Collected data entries
------------

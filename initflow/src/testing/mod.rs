//! Testing utilities for initflow orchestrators.
//!
//! This module provides:
//! - Work closures that count, fail, panic or record their calls
//! - Assertions over node states and summaries
//! - A fixture wiring an orchestrator to collecting sinks

mod assertions;
mod fixtures;
mod loaders;

pub use assertions::{
    assert_all_complete, assert_node_state, assert_order, assert_summary_counts,
};
pub use fixtures::{init_test_tracing, TestHarness};
pub use loaders::{CountingLoader, ExecutionLog, FlakyLoader};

------------

EXERCISE DIRECTIONS: Give an exact transcription of the data shown above.

FINISHED TASK:
filename initflow/src/testing/mod.rs
//! Testing utilities for initflow orchestrators.
//!
//! This module provides:
//! - Work closures that count, fail, panic or record their calls
//! - Assertions over node states and summaries
//! - A fixture wiring an orchestrator to collecting sinks

mod assertions;
mod fixtures;
mod loaders;

pub use assertions::{
    assert_all_complete, assert_node_state, assert_order, assert_summary_counts,
};
pub use fixtures::{init_test_tracing, TestHarness};
pub use loaders::{CountingLoader, ExecutionLog, FlakyLoader};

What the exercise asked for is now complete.